> _Data extracted from a collection_:
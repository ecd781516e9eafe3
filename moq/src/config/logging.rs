use clap::{ArgAction, ArgGroup, Parser};
use lazy_static::lazy_static;
use tracing::{self, level_filters::LevelFilter, Metadata};
use tracing_subscriber::{
    filter::filter_fn,
    fmt::format::{Format, JsonFields, PrettyFields},
    layer::SubscriberExt,
    Layer, Registry,
};

lazy_static! {
    static ref IGNORED_MODULES: &'static [&'static str] = &[
        "want",
        "hyper",
        "mio",
        "tokio_threadpool",
        "tokio_reactor",
        "tower",
        "h2",
    ];
}

#[derive(Parser, Debug)]
#[clap(group = ArgGroup::new("logging"))]
pub struct LoggingOpts {
    /// A level of verbosity, and can be used multiple times
    #[clap(short, long, action = ArgAction::Count, global(true), group = "logging")]
    pub debug: u8,

    /// Enable warn logging
    #[clap(short, long, global(true), group = "logging")]
    pub warn: bool,

    /// Disable everything but error logging
    #[clap(short, long, global(true), group = "logging")]
    pub error: bool,
}

impl From<&LoggingOpts> for LevelFilter {
    fn from(opts: &LoggingOpts) -> Self {
        if opts.error {
            LevelFilter::ERROR
        } else if opts.warn {
            LevelFilter::WARN
        } else if opts.debug == 0 {
            LevelFilter::INFO
        } else if opts.debug == 1 {
            LevelFilter::DEBUG
        } else {
            LevelFilter::TRACE
        }
    }
}

fn is_ignored(metadata: &Metadata<'_>) -> bool {
    metadata
        .module_path()
        .map(|x| IGNORED_MODULES.iter().any(|module| x.starts_with(module)))
        .unwrap_or(true)
}

pub fn configure_logging(logging_opts: &LoggingOpts) -> Result<(), anyhow::Error> {
    let is_terminal = atty::is(atty::Stream::Stdout) && cfg!(debug_assertions);
    let pretty_logger = if is_terminal {
        Some(
            tracing_subscriber::fmt::layer()
                .event_format(Format::default().pretty())
                .fmt_fields(PrettyFields::new())
                .with_filter(filter_fn(|metadata| !is_ignored(metadata))),
        )
    } else {
        None
    };

    let json_logger = if !is_terminal {
        Some(
            tracing_subscriber::fmt::layer()
                .event_format(Format::default().json().flatten_event(true))
                .fmt_fields(JsonFields::new())
                .with_filter(filter_fn(|metadata| !is_ignored(metadata))),
        )
    } else {
        None
    };

    let subscriber = Registry::default()
        .with(LevelFilter::from(logging_opts))
        .with(json_logger)
        .with(pretty_logger);

    tracing::subscriber::set_global_default(subscriber)?;
    tracing_log::LogTracer::init()?;

    Ok(())
}

#[test]
fn test_level_from_flags() {
    let opts = LoggingOpts {
        debug: 0,
        warn: false,
        error: false,
    };
    assert_eq!(LevelFilter::INFO, LevelFilter::from(&opts));

    let opts = LoggingOpts {
        debug: 2,
        warn: false,
        error: false,
    };
    assert_eq!(LevelFilter::TRACE, LevelFilter::from(&opts));

    let opts = LoggingOpts {
        debug: 0,
        warn: false,
        error: true,
    };
    assert_eq!(LevelFilter::ERROR, LevelFilter::from(&opts));
}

> _ACTION ITEM_: Report each line in the data that holds the word "bool".

> _EXPECTED ANSWER_:
    pub warn: bool,
    pub error: bool,
fn is_ignored(metadata: &Metadata<'_>) -> bool {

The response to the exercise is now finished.